Radiance batch files on Amazon Web Services

Hello everyone.

I got inspired by @RaniaLabib awesome post on cloud computing for glare analysis:

[Create multiple batch files so I can run them parallel on a 128-processor server]

I am starting to experiment with cloud servers through AWS EC2, and am trying to run a few batch files I made through honeybee’s Fly component for some grid based simulations. I used a real simple setup on AWS with a Windows 2016 Server, installed Radiance, but couldn’t run any of the batch files (Windows cmd would come up and crash). Since I know nothing about cloud computing, does anybody have some advice on how to run radiance through this type of server?

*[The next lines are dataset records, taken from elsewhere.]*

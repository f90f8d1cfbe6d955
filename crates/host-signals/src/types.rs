//! Reading types produced by the host probes.
//!
//! Every field that a host may fail to report is an `Option`; `None` means
//! "not observed", never "zero".

use serde::{Deserialize, Serialize};
use std::fmt;
use std::str::FromStr;

/// Static device facts read once at startup.
#[derive(Debug, Clone, Default, PartialEq, Serialize, Deserialize)]
pub struct DeviceInfo {
    /// Operating system name plus CPU architecture, e.g. `Ubuntu x86_64`.
    pub platform: Option<String>,
    /// Hardware vendor as reported by firmware.
    pub vendor: Option<String>,
    /// Desktop scale factor.
    pub pixel_ratio: Option<f64>,
    /// Logical CPU count.
    pub hardware_concurrency: Option<usize>,
    /// Touch points. A terminal host cannot observe these.
    pub max_touch_points: Option<u32>,
    /// IANA zone name, or a UTC offset when no zone name is known.
    pub timezone: Option<String>,
    /// BCP 47-style language tag derived from the locale, e.g. `en-US`.
    pub language: Option<String>,
    /// Whether a non-loopback interface is up.
    pub online: Option<bool>,
    /// Total physical memory in bytes.
    pub total_memory: Option<u64>,
    /// Used physical memory in bytes.
    pub used_memory: Option<u64>,
    /// Capacity of the root (or largest) disk in bytes.
    pub disk_total: Option<u64>,
    /// Free space on that disk in bytes.
    pub disk_available: Option<u64>,
}

/// One battery sample.
#[derive(Debug, Clone, Copy, PartialEq, Eq, Serialize, Deserialize)]
pub struct BatteryReading {
    /// Charge level as a whole percentage (0-100).
    pub level: u8,
    /// Whether external power is connected.
    pub charging: bool,
}

/// Coarse connection class, using the Network Information API vocabulary.
#[derive(Debug, Clone, Copy, PartialEq, Eq, Serialize, Deserialize)]
pub enum EffectiveType {
    /// Very slow or very high latency.
    #[serde(rename = "slow-2g")]
    Slow2g,
    /// 2G-class link.
    #[serde(rename = "2g")]
    TwoG,
    /// 3G-class link.
    #[serde(rename = "3g")]
    ThreeG,
    /// Anything faster.
    #[serde(rename = "4g")]
    FourG,
}

impl EffectiveType {
    /// Number of signal bars (1-4) shown for this class.
    pub fn strength(self) -> u8 {
        match self {
            EffectiveType::Slow2g => 1,
            EffectiveType::TwoG => 2,
            EffectiveType::ThreeG => 3,
            EffectiveType::FourG => 4,
        }
    }
}

impl fmt::Display for EffectiveType {
    fn fmt(&self, f: &mut fmt::Formatter<'_>) -> fmt::Result {
        let s = match self {
            EffectiveType::Slow2g => "slow-2g",
            EffectiveType::TwoG => "2g",
            EffectiveType::ThreeG => "3g",
            EffectiveType::FourG => "4g",
        };
        write!(f, "{}", s)
    }
}

/// Error type for parsing an [`EffectiveType`] from a string.
#[derive(Debug, Clone, PartialEq, Eq)]
pub struct ParseEffectiveTypeError(pub String);

impl fmt::Display for ParseEffectiveTypeError {
    fn fmt(&self, f: &mut fmt::Formatter<'_>) -> fmt::Result {
        write!(f, "invalid effective type: {}", self.0)
    }
}

impl std::error::Error for ParseEffectiveTypeError {}

impl FromStr for EffectiveType {
    type Err = ParseEffectiveTypeError;

    fn from_str(s: &str) -> Result<Self, Self::Err> {
        match s.trim().to_ascii_lowercase().as_str() {
            "slow-2g" => Ok(EffectiveType::Slow2g),
            "2g" => Ok(EffectiveType::TwoG),
            "3g" => Ok(EffectiveType::ThreeG),
            "4g" => Ok(EffectiveType::FourG),
            _ => Err(ParseEffectiveTypeError(s.to_string())),
        }
    }
}

/// One network sample.
#[derive(Debug, Clone, PartialEq, Serialize, Deserialize)]
pub struct NetworkReading {
    /// Connection class derived from `rtt` and `downlink`.
    pub effective_type: Option<EffectiveType>,
    /// Link capacity in Mbps.
    pub downlink: Option<f64>,
    /// Round-trip time in milliseconds.
    pub rtt: Option<u32>,
    /// Whether the reachability probe succeeded.
    pub online: bool,
}

/// Result of a one-shot location query.
#[derive(Debug, Clone, Copy, PartialEq, Serialize, Deserialize)]
pub struct Position {
    /// Latitude in decimal degrees.
    pub latitude: f64,
    /// Longitude in decimal degrees.
    pub longitude: f64,
    /// Accuracy radius in meters, when the service reports one.
    pub accuracy: Option<f64>,
}

/// A capability that can be sampled repeatedly.
///
/// `sample` blocks; callers on an async runtime run it on a blocking thread.
/// Returning `None` means the capability vanished for this sample.
pub trait Probe: Send + 'static {
    /// Reading produced by one sample.
    type Reading: Clone + PartialEq + Send + 'static;

    /// Takes one sample.
    fn sample(&mut self) -> Option<Self::Reading>;
}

On a different note, is there anyway to generate batch files without closing the cmd Windows on Honeybee ou Honeybee [+]?



Hi Vinicius,

Did you also install Daysim on the server as well?
Also, if you create a combined file that has the path to multiple batch files, you have to copy those batch files in the same path on your server. My combined batch file looked something like this:

Start C:\ABSN\1\annualSimulation\1_InitDS.bat
Start C:\ABSN\10\annualSimulation\10_InitDS.bat
Start C:\ABSN\100\annualSimulation\100_InitDS.bat
Start C:\ABSN\11\annualSimulation\11_InitDS.bat
Start C:\ABSN\12\annualSimulation\12_InitDS.bat
Start C:\ABSN\13\annualSimulation\13_InitDS.bat
Start C:\ABSN\14\annualSimulation\14_InitDS.bat

I copied the entire ABSN folder onto the server (under C), made sure Radiance and Daysim are installed, then ran the combined batch file by double-clicking on it.

Hope this helps!

Yes. Only set _write input to True and leave run_ to False.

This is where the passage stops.